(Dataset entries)
▼
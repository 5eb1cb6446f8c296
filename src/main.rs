use std::path::PathBuf;
use std::process::ExitCode;
use std::sync::Arc;
use std::time::Duration;

use clap::{Parser, Subcommand};
use tokio::io::{AsyncBufReadExt, BufReader};
use tokio::sync::mpsc;
use tracing_subscriber::EnvFilter;

use voice_tutor::escalation::HttpEscalationClient;
use voice_tutor::history::{FileHistoryStore, HistoryStore, PronunciationHistory};
use voice_tutor::metrics::HttpMetricsClient;
use voice_tutor::stream::HttpInferenceService;
use voice_tutor::voice::{AudioCapture, AudioSource, CpalSink, HttpAudioFetcher, level_dbfs};
use voice_tutor::{
    Config, EscalationDraft, Level, PracticeMode, SessionController, SessionOptions,
    SessionServices, SpeakingMetrics, TurnOutcome, TurnState, score_turn,
};

/// Voice Tutor - spoken conversation practice with a streaming tutor
#[derive(Parser)]
#[command(name = "tutor", version, about)]
struct Cli {
    /// Learner level (A1-C2); overrides config
    #[arg(short, long, env = "TUTOR_LEVEL")]
    level: Option<Level>,

    /// Practice mode: hybrid or immersive; overrides config
    #[arg(short, long, env = "TUTOR_PRACTICE_MODE")]
    mode: Option<PracticeMode>,

    /// Increase verbosity (-v, -vv, -vvv)
    #[arg(short, long, action = clap::ArgAction::Count)]
    verbose: u8,

    #[command(subcommand)]
    command: Option<Command>,
}

#[derive(Subcommand)]
enum Command {
    /// Start a practice session (default)
    Talk,
    /// Show the pronunciation history
    History {
        /// Number of entries to list
        #[arg(short, long, default_value = "10")]
        count: usize,
    },
    /// Score a saved metrics record without contacting the service
    Score {
        /// JSON file holding a speaking metrics record
        path: PathBuf,
    },
    /// Test microphone input
    TestMic {
        /// Duration in seconds
        #[arg(short, long, default_value = "5")]
        duration: u64,
    },
}

#[tokio::main]
async fn main() -> ExitCode {
    let cli = Cli::parse();

    let filter = match cli.verbose {
        0 => "warn,voice_tutor=info",
        1 => "info,voice_tutor=debug",
        2 => "debug",
        _ => "trace",
    };

    tracing_subscriber::fmt()
        .with_env_filter(EnvFilter::new(filter))
        .with_writer(std::io::stderr)
        .init();

    match run(cli).await {
        Ok(()) => ExitCode::SUCCESS,
        Err(e) => {
            tracing::error!("fatal: {e}");
            ExitCode::FAILURE
        }
    }
}

async fn run(cli: Cli) -> anyhow::Result<()> {
    let mut config = Config::load()?;
    if let Some(level) = cli.level {
        config.level = level;
    }
    if let Some(mode) = cli.mode {
        config.practice_mode = mode;
    }
    tracing::debug!(?config, "loaded configuration");

    match cli.command.unwrap_or(Command::Talk) {
        Command::Talk => talk(config).await,
        Command::History { count } => show_history(&config, count),
        Command::Score { path } => score_file(&config, &path),
        Command::TestMic { duration } => test_mic(duration).await,
    }
}

/// Interactive push-to-talk loop on stdin
async fn talk(config: Config) -> anyhow::Result<()> {
    let inference =
        HttpInferenceService::new(&config.inference_url).with_retry(config.retry_policy());
    let services = SessionServices {
        source: Box::new(AudioCapture::new()),
        inference: Arc::new(inference),
        metrics: Arc::new(HttpMetricsClient::new(&config.api_base_url)),
        escalation: Arc::new(HttpEscalationClient::new(&config.api_base_url)),
        history: Arc::new(FileHistoryStore::new(&config.history_path)),
        fetcher: Arc::new(HttpAudioFetcher::new()),
        sink: Arc::new(CpalSink::new()?),
    };
    let session = SessionController::new(services, SessionOptions::from(&config));

    tracing::info!(
        level = %config.level,
        mode = %config.practice_mode,
        inference = %config.inference_url,
        "session ready"
    );

    let mut shown = print_new(&session, 0).await;
    print_help(session.escalation_enabled());

    let mut lines = BufReader::new(tokio::io::stdin()).lines();
    let (done_tx, mut done_rx) = mpsc::unbounded_channel();

    loop {
        tokio::select! {
            line = lines.next_line() => {
                let Some(line) = line? else { break };
                if !handle_line(&session, line.trim(), &done_tx).await {
                    break;
                }
            }
            Some(outcome) = done_rx.recv() => {
                tracing::debug!(?outcome, "turn finished");
                if outcome == TurnOutcome::Completed
                    && let Some(banner) = session.banner().await
                {
                    println!(
                        "  [{}] {:.0} | {} | {} | {}",
                        banner.score.badges.pronunciation.label,
                        banner.score.pronunciation_score,
                        banner.score.badges.speed.label,
                        banner.score.badges.clarity.label,
                        banner.score.badges.volume.label
                    );
                }
            }
        }
        shown = print_new(&session, shown).await;
    }

    session.shutdown().await;
    Ok(())
}

/// Act on one input line; returns false to quit
async fn handle_line(
    session: &SessionController,
    line: &str,
    done: &mpsc::UnboundedSender<TurnOutcome>,
) -> bool {
    match line {
        "" if session.state().await == TurnState::Recording => {
            match session.stop_recording().await {
                Ok(handle) => {
                    let done = done.clone();
                    tokio::spawn(async move {
                        let _ = done.send(handle.outcome().await);
                    });
                }
                Err(e) => println!("! {e}"),
            }
        }
        "" => match session.start_recording().await {
            Ok(_) => println!("(recording, press Enter to send)"),
            Err(e) => println!("! {e}"),
        },
        "c" | "cancel" => {
            if !session.cancel_turn().await {
                println!("(nothing to cancel)");
            }
        }
        "m" | "mode" => {
            let next = match session.mode().await {
                PracticeMode::Hybrid => PracticeMode::Immersive,
                PracticeMode::Immersive => PracticeMode::Hybrid,
            };
            session.set_mode(next).await;
            println!("(mode: {next})");
        }
        "h" | "history" => print_summary(&session.history_summary().await),
        "q" | "quit" => return false,
        other => {
            if let Some(rest) = other.strip_prefix("escalate") {
                escalate(session, rest.trim()).await;
            } else if let Some(level) = other.strip_prefix("level ") {
                match level.parse::<Level>() {
                    Ok(level) => {
                        session.set_level(level).await;
                        println!("(level: {level})");
                    }
                    Err(e) => println!("! {e}"),
                }
            } else {
                print_help(session.escalation_enabled());
            }
        }
    }
    true
}

/// Escalate the most recent user turn: `escalate <reason>[; note]`
async fn escalate(session: &SessionController, args: &str) {
    let messages = session.messages().await;
    let Some((turn_index, _)) = voice_tutor::last_user_transcript(&messages) else {
        println!("! no spoken turn to escalate");
        return;
    };

    let (reason, note) = args.split_once(';').unwrap_or((args, ""));
    let reason = if reason.trim().is_empty() {
        "pronunciation feedback"
    } else {
        reason.trim()
    };

    let draft = EscalationDraft {
        turn_index,
        reasons: vec![reason.to_string()],
        note: Some(note.trim().to_string()),
    };
    match session.escalate(draft).await {
        Ok(record) => println!("(escalated as {}, {:?})", record.id, record.status),
        Err(e) => println!("! {e}"),
    }
}

async fn print_new(session: &SessionController, shown: usize) -> usize {
    let messages = session.messages().await;
    // The active turn's trailing slots are printed once they fill
    let settled = if session.state().await.is_active() {
        messages
            .iter()
            .rposition(|m| !m.is_pending())
            .map_or(0, |i| i + 1)
    } else {
        messages.len()
    };
    for message in messages.iter().take(settled).skip(shown) {
        if message.is_pending() {
            continue;
        }
        let who = match message.role {
            voice_tutor::Role::User => "you",
            voice_tutor::Role::Assistant => "tutor",
        };
        match (message.text_content(), message.audio_ref()) {
            (Some(text), _) => println!("{who}: {text}"),
            (None, Some(_)) => println!("{who}: (audio)"),
            (None, None) => {}
        }
    }
    settled.max(shown)
}

fn print_help(escalation: bool) {
    println!("Enter: start/stop recording | c: cancel | m: toggle mode | h: history | q: quit");
    println!("level <A1-C2>: change level");
    if escalation {
        println!("escalate <reason>[; note]: ask a teacher to review your last turn");
    }
}

fn print_summary(summary: &voice_tutor::ProgressSummary) {
    match summary.recent {
        Some(recent) => {
            let average = summary.average.unwrap_or(recent);
            let trend = summary
                .trend
                .map_or_else(|| "n/a".to_string(), |t| format!("{t:?}").to_lowercase());
            println!("recent {recent:.0} | average {average:.0} | trend {trend}");
        }
        None => println!("no pronunciation history yet"),
    }
}

fn show_history(config: &Config, count: usize) -> anyhow::Result<()> {
    let store = FileHistoryStore::new(&config.history_path);
    let history = store
        .load()?
        .unwrap_or_else(|| PronunciationHistory::with_capacity(config.history_capacity));

    print_summary(&history.summary());
    for entry in history.snapshot(count) {
        println!(
            "{}  {:>5.1}  {}  {}",
            entry.timestamp.format("%Y-%m-%d %H:%M"),
            entry.score,
            entry.level,
            entry.transcript.as_deref().unwrap_or("")
        );
    }
    Ok(())
}

fn score_file(config: &Config, path: &std::path::Path) -> anyhow::Result<()> {
    let data = std::fs::read_to_string(path)?;
    let metrics: SpeakingMetrics = serde_json::from_str(&data)?;
    let level = metrics.level.unwrap_or(config.level);
    let score = score_turn(&metrics, level, &config.scoring);

    println!(
        "pronunciation: {:.1} ({})",
        score.pronunciation_score, score.badges.pronunciation.label
    );
    println!("rhythm:        {:.1}", score.rhythm_score);
    for badge in [&score.badges.speed, &score.badges.clarity, &score.badges.volume] {
        println!("{:<14} {:?}  {}", badge.label, badge.tone, badge.tooltip);
    }
    for reason in &score.reasons {
        println!("  - {reason}");
    }
    Ok(())
}

/// Test microphone input
async fn test_mic(duration: u64) -> anyhow::Result<()> {
    println!("Testing microphone for {duration} seconds...");
    println!("Speak into your microphone!\n");

    let mut capture = AudioCapture::new();
    capture.start()?;

    for i in 0..duration {
        tokio::time::sleep(Duration::from_secs(1)).await;

        let samples = capture.peek_buffer();
        let (rms, peak) = level_dbfs(&samples);
        println!("[{:2}s] RMS: {rms:6.1} dBFS | Peak: {peak:6.1} dBFS", i + 1);

        capture.clear_buffer();
    }

    let _ = capture.stop();

    println!("\n---");
    println!("If RMS rose above -50 dBFS while you spoke, your mic is working!");
    Ok(())
}
//! Speaking metrics, derived badges and pronunciation scoring
//!
//! Raw acoustic measurements come from the remote metrics endpoint
//! ([`MetricsService`]); everything derived from them is computed locally by
//! the pure [`score_turn`] function.

mod client;
mod scoring;

pub use client::{HttpMetricsClient, MetricsRequest, MetricsService};
pub use scoring::{
    PauseThreshold, RhythmAnalysis, RhythmIssue, ScoringParams, TurnScore, VolumeLadder, Window,
    analyze_rhythm, score_band, score_turn,
};

use serde::{Deserialize, Serialize};

use crate::Level;

/// Acoustic and lexical measurements for one recorded utterance
///
/// Produced by the metrics endpoint; consumed, never mutated.
#[derive(Debug, Clone, Default, PartialEq, Serialize, Deserialize)]
pub struct SpeakingMetrics {
    pub duration_sec: f64,
    pub speaking_time_sec: f64,
    pub speech_ratio: f64,
    pub pause_ratio: f64,
    pub rms_dbfs: f64,
    pub peak_dbfs: f64,
    pub clipping_ratio: f64,

    #[serde(default)]
    pub words: Option<u32>,

    #[serde(default, alias = "wpm")]
    pub words_per_minute: Option<f64>,

    #[serde(default)]
    pub level: Option<Level>,

    /// Score from the metrics service itself, 0-100
    #[serde(default)]
    pub pronunciation_score: Option<f64>,

    /// Explanations accompanying `pronunciation_score`
    #[serde(default)]
    pub pronunciation_reasons: Vec<String>,

    #[serde(default)]
    pub suggested_escalation: bool,

    #[serde(default)]
    pub reasons: Vec<String>,
}

/// Badge severity
#[derive(Debug, Clone, Copy, PartialEq, Eq, Serialize, Deserialize)]
#[serde(rename_all = "lowercase")]
pub enum Tone {
    Good,
    Warn,
    Bad,
}

/// Short labelled verdict shown next to a user message
#[derive(Debug, Clone, PartialEq, Eq, Serialize, Deserialize)]
pub struct Badge {
    pub label: String,
    pub tone: Tone,
    pub tooltip: String,
}

impl Badge {
    pub(crate) fn new(label: &str, tone: Tone, tooltip: impl Into<String>) -> Self {
        Self {
            label: label.to_string(),
            tone,
            tooltip: tooltip.into(),
        }
    }
}

/// The badges derived for one turn
#[derive(Debug, Clone, PartialEq, Eq, Serialize, Deserialize)]
pub struct BadgeSet {
    pub speed: Badge,
    pub clarity: Badge,
    pub volume: Badge,
    pub pronunciation: Badge,
}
▲
Count, in the records above, the lines that contain the word "spoken"; the answer is that number alone.

**Answer:** 2